Apache Beam Cloud Dataflow Streaming Stuck Side Input

Question:

I’m currently building PoC Apache Beam pipeline in GCP Dataflow. In this case, I want to create streaming pipeline with main input from PubSub and side input from BigQuery and store processed data back to BigQuery.

Side pipeline code

side_pipeline = (
    p
    | "periodic" >> PeriodicImpulse(fire_interval=3600, apply_windowing=True)
    | "map to read request" >>
        beam.Map(lambda x:beam.io.gcp.bigquery.ReadFromBigQueryRequest(table=side_table))
    | beam.io.ReadAllFromBigQuery()
)

Function with side input code

def enrich_payload(payload, equipments):
    id = payload["id"]
    for equipment in equipments:
        if id == equipment["id"]:
            payload["type"] = equipment["type"]
            payload["brand"] = equipment["brand"]
            payload["year"] = equipment["year"]

            break

    return payload

Main pipeline code

main_pipeline = (
    p
    | "read" >> beam.io.ReadFromPubSub(topic="projects/my-project/topics/topiq")
    | "bytes to dict" >> beam.Map(lambda x: json.loads(x.decode("utf-8")))
    | "transform" >> beam.Map(transform_function)
    | "timestamping" >> beam.Map(lambda src: window.TimestampedValue(
        src,
        dt.datetime.fromisoformat(src["timestamp"]).timestamp()
    ))
    | "windowing" >> beam.WindowInto(window.FixedWindows(30))
)

final_pipeline = (
    main_pipeline
    | "enrich data" >> beam.Map(enrich_payload, equipments=beam.pvalue.AsIter(side_pipeline))
    | "store" >> beam.io.WriteToBigQuery(bq_table)
)

result = p.run()
result.wait_until_finish()

After deploy it to Dataflow, everything looks fine and no error. But then I noticed that enrich data step has two nodes instead of one.

Dataflow Graph

And also, the side input stuck as you can see it has Elements Added with 21 counts in Input Collections and - value in Elements Added in Output Collections.
Enrich data stuck

You can find the full pipeline code here

I already follow all instruction in these documentations:

Yet still found this error. Please help me. Thanks!

Asked By: fahmiduldul

||

Answers:

Here you have a working example:

mytopic = ""
sql = "SELECT station_id, CURRENT_TIMESTAMP() timestamp FROM `bigquery-public-data.austin_bikeshare.bikeshare_stations` LIMIT 10"

def to_bqrequest(e, sql):
    from apache_beam.io import ReadFromBigQueryRequest
    yield ReadFromBigQueryRequest(query=sql)
     

def merge(e, side):
    for i in side:
        yield f"Main {e.decode('utf-8')} Side {i}"

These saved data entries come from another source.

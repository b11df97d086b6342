//! Bridges callback-driven HTTP transports into cancellable, single-emission streams.

#![forbid(unsafe_code)]
#![deny(clippy::panic)]
#![warn(clippy::pedantic)]
#![warn(missing_docs)]
#![cfg_attr(docsrs, feature(doc_cfg))]

pub mod bridge;
pub mod deserialize;
mod endpoint_url;
mod error;
pub mod executor;
pub mod http;
pub mod outcome;
pub mod prelude;
pub mod projection;
pub mod request;
pub mod response;
pub mod session;

pub use bridge::{Bridge, BridgeFault, BridgeStream, Observer, Subscription};
pub use endpoint_url::{EndpointUrl, EndpointUrlError, IntoEndpointUrl};
pub use error::{BoxedError, Error};
pub use outcome::{Outcome, RequestError};
pub use response::RawResponse;
pub use session::{Call, Session, SessionConfig, SessionError};

/// Documentation
pub mod _documentation {
    #[doc = include_str!("../README.md")]
    mod readme {}
    #[doc = include_str!("../CHANGELOG.md")]
    pub mod changelog {}
}

pub use bytes::Bytes;
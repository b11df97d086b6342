use std::sync::{Arc, Mutex, PoisonError};

use tokio::sync::{oneshot, watch};

use super::BridgeFault;

/// Receives the events of one subscription.
///
/// A subscription delivers either `on_next` followed by `on_complete`, or a
/// single `on_error`, or nothing at all if it was cancelled first. Events
/// may arrive on any thread.
pub trait Observer<T>: Send + 'static {
    /// The item produced by the call.
    fn on_next(&mut self, item: T);

    /// The stream itself failed. Request failures never arrive here.
    fn on_error(&mut self, fault: BridgeFault);

    /// The stream finished after delivering its item.
    fn on_complete(&mut self);
}

/// An observer assembled from three closures.
///
/// Built by [`Bridge::subscribe_with`](super::Bridge::subscribe_with).
pub struct FnObserver<N, E, C> {
    on_next: N,
    on_error: E,
    on_complete: C,
}

impl<N, E, C> FnObserver<N, E, C> {
    /// Creates an observer from its callbacks.
    pub fn new(on_next: N, on_error: E, on_complete: C) -> Self {
        Self {
            on_next,
            on_error,
            on_complete,
        }
    }
}

impl<T, N, E, C> Observer<T> for FnObserver<N, E, C>
where
    N: FnMut(T) + Send + 'static,
    E: FnMut(BridgeFault) + Send + 'static,
    C: FnMut() + Send + 'static,
{
    fn on_next(&mut self, item: T) {
        (self.on_next)(item);
    }

    fn on_error(&mut self, fault: BridgeFault) {
        (self.on_error)(fault);
    }

    fn on_complete(&mut self) {
        (self.on_complete)();
    }
}

/// Forwards the terminal event into a oneshot channel.
pub(super) struct ChannelObserver<T> {
    sender: Option<oneshot::Sender<Result<T, BridgeFault>>>,
}

impl<T> ChannelObserver<T> {
    pub(super) fn new(sender: oneshot::Sender<Result<T, BridgeFault>>) -> Self {
        Self {
            sender: Some(sender),
        }
    }

    fn send(&mut self, event: Result<T, BridgeFault>) {
        if let Some(sender) = self.sender.take() {
            // The receiver is gone only if the awaiting side was dropped.
            let _ = sender.send(event);
        }
    }
}

impl<T: Send + 'static> Observer<T> for ChannelObserver<T> {
    fn on_next(&mut self, item: T) {
        self.send(Ok(item));
    }

    fn on_error(&mut self, fault: BridgeFault) {
        self.send(Err(fault));
    }

    fn on_complete(&mut self) {
        self.sender = None;
    }
}

/// One event seen by a [`Recorder`].
#[derive(Debug, Clone, PartialEq)]
pub enum Event<T> {
    /// An item was delivered.
    Next(T),
    /// The stream failed.
    Error(BridgeFault),
    /// The stream completed.
    Complete,
}

/// An observer that records every event it receives.
///
/// Clones share the same record, so one clone can be subscribed while
/// another inspects the events. [`terminated`](Recorder::terminated) waits
/// for the terminal event.
#[derive(Debug)]
pub struct Recorder<T> {
    events: Arc<Mutex<Vec<Event<T>>>>,
    terminated: Arc<watch::Sender<bool>>,
}

impl<T> Clone for Recorder<T> {
    fn clone(&self) -> Self {
        Self {
            events: Arc::clone(&self.events),
            terminated: Arc::clone(&self.terminated),
        }
    }
}

impl<T> Default for Recorder<T> {
    fn default() -> Self {
        Self::new()
    }
}

impl<T> Recorder<T> {
    /// Creates an empty recorder.
    #[must_use]
    pub fn new() -> Self {
        let (terminated, _) = watch::channel(false);
        Self {
            events: Arc::new(Mutex::new(Vec::new())),
            terminated: Arc::new(terminated),
        }
    }

    fn push(&self, event: Event<T>, terminal: bool) {
        self.events
            .lock()
            .unwrap_or_else(PoisonError::into_inner)
            .push(event);
        if terminal {
            self.terminated.send_replace(true);
        }
    }

    /// Waits until a completion or an error has been recorded.
    pub async fn terminated(&self) {
        let mut receiver = self.terminated.subscribe();
        // The sender lives as long as `self`, so this cannot fail.
        let _ = receiver.wait_for(|terminated| *terminated).await;
    }

    /// Returns whether a completion or an error has been recorded.
    #[must_use]
    pub fn is_terminated(&self) -> bool {
        *self.terminated.borrow()
    }

    /// Returns the number of recorded events.
    #[must_use]
    pub fn len(&self) -> usize {
        self.events
            .lock()
            .unwrap_or_else(PoisonError::into_inner)
            .len()
    }

    /// Returns `true` if nothing has been recorded.
    #[must_use]
    pub fn is_empty(&self) -> bool {
        self.len() == 0
    }

    /// Returns the number of stream errors recorded.
    #[must_use]
    pub fn error_count(&self) -> usize {
        self.events
            .lock()
            .unwrap_or_else(PoisonError::into_inner)
            .iter()
            .filter(|event| matches!(event, Event::Error(_)))
            .count()
    }

    /// Returns whether a completion has been recorded.
    #[must_use]
    pub fn is_complete(&self) -> bool {
        self.events
            .lock()
            .unwrap_or_else(PoisonError::into_inner)
            .iter()
            .any(|event| matches!(event, Event::Complete))
    }

    /// Removes and returns the recorded items, in delivery order.
    pub fn take_values(&self) -> Vec<T> {
        let mut events = self.events.lock().unwrap_or_else(PoisonError::into_inner);
        let mut values = Vec::new();
        let mut kept = Vec::new();
        for event in events.drain(..) {
            match event {
                Event::Next(value) => values.push(value),
                other => kept.push(other),
            }
        }
        *events = kept;
        values
    }
}

impl<T> Recorder<T> {
    /// Returns the recorded stream errors, in delivery order.
    #[must_use]
    pub fn faults(&self) -> Vec<BridgeFault> {
        self.events
            .lock()
            .unwrap_or_else(PoisonError::into_inner)
            .iter()
            .filter_map(|event| match event {
                Event::Error(fault) => Some(fault.clone()),
                Event::Next(_) | Event::Complete => None,
            })
            .collect()
    }
}

impl<T: Clone> Recorder<T> {
    /// Returns a copy of every recorded event.
    #[must_use]
    pub fn events(&self) -> Vec<Event<T>> {
        self.events
            .lock()
            .unwrap_or_else(PoisonError::into_inner)
            .clone()
    }
}

impl<T: Send + 'static> Observer<T> for Recorder<T> {
    fn on_next(&mut self, item: T) {
        self.push(Event::Next(item), false);
    }

    fn on_error(&mut self, fault: BridgeFault) {
        self.push(Event::Error(fault), true);
    }

    fn on_complete(&mut self) {
        self.push(Event::Complete, true);
    }
}

#[cfg(test)]
mod tests {
    use super::*;

    #[tokio::test]
    async fn test_recorder_shares_events_across_clones() {
        let recorder = Recorder::new();
        let mut observer = recorder.clone();

        let waiter = tokio::spawn({
            let recorder = recorder.clone();
            async move { recorder.terminated().await }
        });

        observer.on_next(1);
        assert!(!recorder.is_terminated());
        observer.on_complete();

        waiter.await.unwrap();
        assert_eq!(recorder.events(), vec![Event::Next(1), Event::Complete]);
        assert_eq!(recorder.error_count(), 0);
        assert_eq!(recorder.take_values(), vec![1]);
        assert_eq!(recorder.events(), vec![Event::Complete]);
    }

    #[test]
    fn test_recorder_error_terminates() {
        let recorder = Recorder::<u8>::new();
        let mut observer = recorder.clone();
        observer.on_error(BridgeFault::CompletionDropped);

        assert!(recorder.is_terminated());
        assert!(!recorder.is_complete());
        assert_eq!(recorder.error_count(), 1);
    }

    #[test]
    fn test_fn_observer_forwards() {
        let recorder = Recorder::new();
        let (mut next, mut complete) = (recorder.clone(), recorder.clone());
        let mut observer = FnObserver::new(
            move |item: &'static str| next.on_next(item),
            |_fault: BridgeFault| {},
            move || complete.on_complete(),
        );

        observer.on_next("ok");
        observer.on_complete();
        assert_eq!(recorder.events(), vec![Event::Next("ok"), Event::Complete]);
    }
}
#![cfg(feature = "http-client-reqwest-0_13")]

use std::{
    net::SocketAddr,
    time::Duration,
    sync::{
        Arc,
        atomic::{AtomicUsize, Ordering},
    },
};

use bytes::Bytes;
use http::{HeaderMap, HeaderValue, StatusCode, header::USER_AGENT};
use httpbridge::{
    IntoEndpointUrl as _, RequestError, Session,
    bridge::Recorder,
    deserialize::{Json, deserialize_fn, deserialize_text},
    executor::SpawningExecutor,
};
use serde::Deserialize;
use snafu::Snafu;
use tokio::{
    io::{AsyncReadExt as _, AsyncWriteExt as _},
    net::{TcpListener, TcpStream},
};

#[derive(Debug, Snafu, PartialEq)]
#[snafu(display("Malformed data"))]
struct Malformed;

#[derive(Debug, Deserialize)]
struct UserAgent {
    #[serde(rename = "user-agent")]
    user_agent: String,
}

type TestSession = Session<SpawningExecutor<reqwest::Client>>;

struct Server {
    addr: SocketAddr,
    hits: Arc<AtomicUsize>,
}

impl Server {
    async fn start() -> Self {
        let listener = TcpListener::bind("127.0.0.1:0").await.unwrap();
        let addr = listener.local_addr().unwrap();
        let hits = Arc::new(AtomicUsize::new(0));
        tokio::spawn(serve(listener, Arc::clone(&hits)));
        Self { addr, hits }
    }

    fn session(&self) -> TestSession {
        session_for(&format!("http://{}", self.addr))
    }

    fn hits(&self) -> usize {
        self.hits.load(Ordering::SeqCst)
    }
}

fn session_for(base: &str) -> TestSession {
    let client = reqwest::Client::builder().no_proxy().build().unwrap();
    let mut base_headers = HeaderMap::new();
    base_headers.insert(USER_AGENT, HeaderValue::from_static("httpbridge-tests"));

    Session::builder()
        .executor(SpawningExecutor::new(client))
        .base_path(base.into_endpoint_url().unwrap())
        .base_headers(base_headers)
        .build()
}

async fn serve(listener: TcpListener, hits: Arc<AtomicUsize>) {
    while let Ok((stream, _)) = listener.accept().await {
        hits.fetch_add(1, Ordering::SeqCst);
        tokio::spawn(handle(stream));
    }
}

async fn handle(mut stream: TcpStream) {
    let mut head = Vec::new();
    let mut chunk = [0u8; 1024];
    while !head.windows(4).any(|window| window == b"\r\n\r\n") {
        match stream.read(&mut chunk).await {
            Ok(0) | Err(_) => return,
            Ok(n) => head.extend_from_slice(&chunk[..n]),
        }
    }

    let head = String::from_utf8_lossy(&head);
    let path = head.split_whitespace().nth(1).unwrap_or("/");
    let user_agent = head
        .lines()
        .filter_map(|line| line.split_once(':'))
        .find(|(name, _)| name.trim().eq_ignore_ascii_case("user-agent"))
        .map_or("", |(_, value)| value.trim());

    if path == "/hang" {
        // Hold the connection open without answering until the client goes away.
        while let Ok(n) = stream.read(&mut chunk).await {
            if n == 0 {
                break;
            }
        }
        return;
    }

    let (status, body) = route(path, user_agent);
    let preamble = format!(
        "HTTP/1.1 {status}\r\nContent-Length: {}\r\nConnection: close\r\n\r\n",
        body.len()
    );
    let _ = stream.write_all(preamble.as_bytes()).await;
    let _ = stream.write_all(&body).await;
    let _ = stream.shutdown().await;
}

fn route(path: &str, user_agent: &str) -> (&'static str, Vec<u8>) {
    if path == "/get" {
        return ("200 OK", b"ok".to_vec());
    }
    if path == "/user-agent" {
        let body = serde_json::json!({ "user-agent": user_agent });
        return ("200 OK", body.to_string().into_bytes());
    }
    if let Some(len) = path.strip_prefix("/bytes/").and_then(|n| n.parse().ok()) {
        return ("200 OK", vec![0xAB; len]);
    }
    ("404 Not Found", b"not found".to_vec())
}

#[tokio::test]
async fn test_string_success() {
    let server = Server::start().await;

    let outcome = server.session().get("/get").unwrap().string().single().await.unwrap();

    assert_eq!(outcome.unwrap(), "ok");
}

#[tokio::test]
async fn test_string_not_found_is_a_value() {
    let server = Server::start().await;

    let outcome = server.session().get("/gt").unwrap().string().single().await;

    let err = outcome.expect("no stream fault").unwrap_err();
    assert!(err.to_string().contains("404"), "{err}");
    assert_eq!(
        err.transport().and_then(|source| source.status()),
        Some(StatusCode::NOT_FOUND)
    );
}

#[tokio::test]
async fn test_bytes_length() {
    let server = Server::start().await;

    let bytes = server
        .session()
        .get("/bytes/555")
        .unwrap()
        .bytes()
        .single()
        .await
        .unwrap()
        .unwrap();

    assert_eq!(bytes.len(), 555);
}

#[tokio::test]
async fn test_response_and_response_string() {
    let server = Server::start().await;
    let session = server.session();

    let (response, body) = session.get("/get").unwrap().response().single().await.unwrap();
    assert_eq!(response.status(), Some(StatusCode::OK));
    assert_eq!(response.content_length(), Some(2));
    assert_eq!(body.unwrap(), Bytes::from_static(b"ok"));

    let (response, text) = session
        .get("/get")
        .unwrap()
        .response_string()
        .single()
        .await
        .unwrap();
    assert_eq!(response.url().to_string(), format!("http://{}/get", server.addr));
    assert_eq!(text.unwrap(), "ok");
}

#[tokio::test]
async fn test_response_object_json() {
    let server = Server::start().await;

    let (response, outcome) = server
        .session()
        .get("user-agent")
        .unwrap()
        .response_object(Json::<UserAgent>::new())
        .single()
        .await
        .unwrap();

    assert_eq!(response.status(), Some(StatusCode::OK));
    assert_eq!(outcome.unwrap().user_agent, "httpbridge-tests");
}

#[tokio::test]
async fn test_response_object_not_found() {
    let server = Server::start().await;

    let (response, outcome) = server
        .session()
        .get("/useragent")
        .unwrap()
        .response_object(deserialize_text(|text| Ok::<_, Malformed>(text.to_string())))
        .single()
        .await
        .unwrap();

    assert_eq!(response.status(), Some(StatusCode::NOT_FOUND));
    assert!(matches!(outcome, Err(RequestError::Transport { .. })));
}

#[tokio::test]
async fn test_response_object_malformed_keeps_error() {
    let server = Server::start().await;

    let (response, outcome) = server
        .session()
        .get("/user-agent")
        .unwrap()
        .response_object(deserialize_fn(|_: Bytes| Err::<UserAgent, _>(Malformed)))
        .single()
        .await
        .unwrap();

    assert_eq!(response.status(), Some(StatusCode::OK));
    let err = outcome.unwrap_err();
    assert_eq!(err.deserialize(), Some(&Malformed));
    assert_eq!(err.deserialize().unwrap().to_string(), "Malformed data");
}

#[tokio::test]
async fn test_project_sees_request_and_response() {
    let server = Server::start().await;

    let (method, status, agent) = server
        .session()
        .get("user-agent")
        .unwrap()
        .project(|exchange| {
            (
                exchange.request.method().clone(),
                exchange.response.status(),
                exchange.outcome.is_ok(),
            )
        })
        .single()
        .await
        .unwrap();

    assert_eq!(method, http::Method::GET);
    assert_eq!(status, Some(StatusCode::OK));
    assert!(agent);
}

#[tokio::test]
async fn test_connection_refused_is_a_value() {
    let listener = TcpListener::bind("127.0.0.1:0").await.unwrap();
    let addr = listener.local_addr().unwrap();
    drop(listener);

    let (response, outcome) = session_for(&format!("http://{addr}"))
        .get("/get")
        .unwrap()
        .response()
        .single()
        .await
        .expect("no stream fault");

    assert_eq!(response.status(), None);
    assert!(matches!(outcome, Err(RequestError::Transport { .. })));
}

#[tokio::test]
async fn test_resubscribing_calls_again() {
    let server = Server::start().await;
    let bridge = server.session().get("/get").unwrap().string();

    for _ in 0..2 {
        let recorder = Recorder::new();
        bridge.subscribe(recorder.clone());
        recorder.terminated().await;

        assert_eq!(recorder.error_count(), 0);
        assert!(recorder.is_complete());
        let values = recorder.take_values();
        assert_eq!(values.len(), 1);
        assert_eq!(values[0].as_deref().unwrap(), "ok");
    }

    assert_eq!(server.hits(), 2);
}

#[tokio::test]
async fn test_failures_never_fault_the_stream() {
    let server = Server::start().await;
    let session = server.session();

    let ok = session.get("/get").unwrap().string().single().await;
    let missing = session.get("/missing").unwrap().string().single().await;

    assert!(matches!(ok, Ok(Ok(_))));
    assert!(matches!(missing, Ok(Err(_))));
}

#[tokio::test]
async fn test_cancel_in_flight_call_stays_silent() {
    let server = Server::start().await;
    let recorder = Recorder::new();

    let subscription = server
        .session()
        .get("/hang")
        .unwrap()
        .string()
        .subscribe(recorder.clone());

    while server.hits() == 0 {
        tokio::time::sleep(Duration::from_millis(5)).await;
    }
    subscription.cancel();
    assert!(subscription.is_cancelled());

    tokio::time::sleep(Duration::from_millis(100)).await;
    assert!(recorder.is_empty());
    assert!(!recorder.is_terminated());
}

pubsub = p | "Read PubSub topic" >> ReadFromPubSub(topic=mytopic)

side_pcol = (p | PeriodicImpulse(fire_interval=300, apply_windowing=False)
               | "ApplyGlobalWindow" >> WindowInto(window.GlobalWindows(),
                                           trigger=trigger.Repeatedly(trigger.AfterProcessingTime(5)),
                                           accumulation_mode=trigger.AccumulationMode.DISCARDING)
               | "To BQ Request" >> ParDo(to_bqrequest, sql=sql)
               | ReadAllFromBigQuery()
            )

final = (pubsub | "Merge" >> ParDo(merge, side=beam.pvalue.AsList(side_pcol))
                | Map(logging.info)
        )                    
    
p.run()

Note this uses a GlobalWindow (so that both inputs have the same window). I used a processing time trigger so that the pane contains multiple rows. 5 was chosen arbitrarily, using 1 would work too.

Please note matching the data between side and main inputs is non deterministic, and you may see fluctuating values from older fired panes.

In theory, using FixedWindows should fix this, but I cannot get the FixedWindows to work.

Answered By: Iñigo